YOUR INSTRUCTIONS
All lines containing the string "ProtocolError" must be copied from the entries.

** SOURCE MATERIAL follows **

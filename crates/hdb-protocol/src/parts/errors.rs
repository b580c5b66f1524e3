//! `hdb-errors` part: server errors and warnings.

use core::fmt;

use bytes::{BufMut, BytesMut};

use super::PartBody;
use crate::codec::{padding, put_zeroes, ByteReader};
use crate::error::ProtocolError;
use crate::header::PartHeader;
use crate::kinds::PartKind;

/// Severity of a server error.
#[derive(Debug, Clone, Copy, PartialEq, Eq, Hash, PartialOrd, Ord)]
pub enum ErrorLevel {
    /// Informational; the statement succeeded.
    Warning,
    /// The statement failed.
    Error,
    /// The session is unusable.
    Fatal,
}

impl ErrorLevel {
    fn from_raw(raw: i8) -> Self {
        match raw {
            0 => Self::Warning,
            1 => Self::Error,
            _ => Self::Fatal,
        }
    }

    const fn raw(self) -> i8 {
        match self {
            Self::Warning => 0,
            Self::Error => 1,
            Self::Fatal => 2,
        }
    }
}

impl fmt::Display for ErrorLevel {
    fn fmt(&self, f: &mut fmt::Formatter<'_>) -> fmt::Result {
        f.write_str(match self {
            Self::Warning => "warning",
            Self::Error => "error",
            Self::Fatal => "fatal error",
        })
    }
}

/// A single error reported by the server.
#[derive(Debug, Clone, PartialEq, Eq)]
pub struct ServerError {
    /// Numeric error code.
    pub code: i32,
    /// Byte position in the SQL text.
    pub position: i32,
    /// Severity.
    pub level: ErrorLevel,
    /// Five-character SQL state.
    pub sql_state: [u8; 5],
    /// Message text.
    pub text: String,
    /// Index of the statement in a batch this error belongs to.
    pub stmt_index: usize,
}

impl ServerError {
    /// Create an error with level `Error` and SQL state `HY000`.
    #[must_use]
    pub fn new(code: i32, text: impl Into<String>) -> Self {
        Self {
            code,
            position: 0,
            level: ErrorLevel::Error,
            sql_state: *b"HY000",
            text: text.into(),
            stmt_index: 0,
        }
    }

    /// SQL state as text.
    #[must_use]
    pub fn sql_state(&self) -> &str {
        core::str::from_utf8(&self.sql_state).unwrap_or("?????")
    }

    /// Whether this is only a warning.
    #[must_use]
    pub fn is_warning(&self) -> bool {
        self.level == ErrorLevel::Warning
    }

    /// Whether the session must be discarded.
    #[must_use]
    pub fn is_fatal(&self) -> bool {
        self.level == ErrorLevel::Fatal
    }
}

impl fmt::Display for ServerError {
    fn fmt(&self, f: &mut fmt::Formatter<'_>) -> fmt::Result {
        write!(
            f,
            "SQL {} {} - {} (statement {}, position {}, SQLState {})",
            self.level,
            self.code,
            self.text,
            self.stmt_index,
            self.position,
            self.sql_state()
        )
    }
}

/// `hdb-errors` part.
#[derive(Debug, Clone, PartialEq, Eq, Default)]
pub struct ServerErrors(pub Vec<ServerError>);

impl PartBody for ServerErrors {
    const KIND: PartKind = PartKind::Error;

    fn arg_count(&self) -> i32 {
        self.0.len() as i32
    }

    fn encode(&self, dst: &mut BytesMut) -> Result<usize, ProtocolError> {
        let mut written = 0;
        for err in &self.0 {
            let text = err.text.as_bytes();
            dst.put_i32_le(err.code);
            dst.put_i32_le(err.position);
            dst.put_i32_le(text.len() as i32);
            dst.put_i8(err.level.raw());
            dst.put_slice(&err.sql_state);
            dst.put_slice(text);
            let len = 18 + text.len();
            let pad = padding(len);
            put_zeroes(dst, pad);
            written += len + pad;
        }
        Ok(written)
    }

    fn decode(header: &PartHeader, src: &mut ByteReader) -> Result<Self, ProtocolError> {
        let mut errors = Vec::with_capacity(header.arg_count.max(0) as usize);
        for index in 0..header.arg_count.max(0) as usize {
            let code = src.i32()?;
            let position = src.i32()?;
            let text_len = src.i32()?.max(0) as usize;
            let level = ErrorLevel::from_raw(src.i8()?);
            let sql_state = src.array::<5>()?;
            let text = src.bytes(text_len)?;
            // each error record is padded; the last one may not be
            let pad = padding(18 + text_len).min(src.remaining());
            src.skip(pad)?;
            errors.push(ServerError {
                code,
                position,
                level,
                sql_state,
                text: String::from_utf8_lossy(&text).into_owned(),
                stmt_index: index,
            });
        }
        Ok(Self(errors))
    }
}

#[cfg(test)]
#[allow(clippy::unwrap_used)]
mod tests {
    use super::*;

    #[test]
    fn test_errors_roundtrip_with_padding() {
        let mut warning = ServerError::new(1347, "not recommended");
        warning.level = ErrorLevel::Warning;
        let mut second = ServerError::new(301, "unique constraint violated");
        second.stmt_index = 1;
        second.position = 12;
        let errors = ServerErrors(vec![warning, second]);

        let mut buf = BytesMut::new();
        let written = errors.encode(&mut buf).unwrap();
        assert_eq!(written % 8, 0);

        let header = PartHeader::new(PartKind::Error.raw(), 2, written as i32);
        let decoded = ServerErrors::decode(&header, &mut ByteReader::new(buf.freeze())).unwrap();
        assert_eq!(decoded, errors);
        assert!(decoded.0[0].is_warning());
        assert_eq!(decoded.0[1].sql_state(), "HY000");
    }

    #[test]
    fn test_display() {
        let err = ServerError::new(259, "invalid table name");
        let msg = err.to_string();
        assert!(msg.contains("259"));
        assert!(msg.contains("invalid table name"));
    }
}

** End of SOURCE MATERIAL **

YOUR RESPONSE
use crate::error::ProtocolError;
    fn encode(&self, dst: &mut BytesMut) -> Result<usize, ProtocolError> {
    fn decode(header: &PartHeader, src: &mut ByteReader) -> Result<Self, ProtocolError> {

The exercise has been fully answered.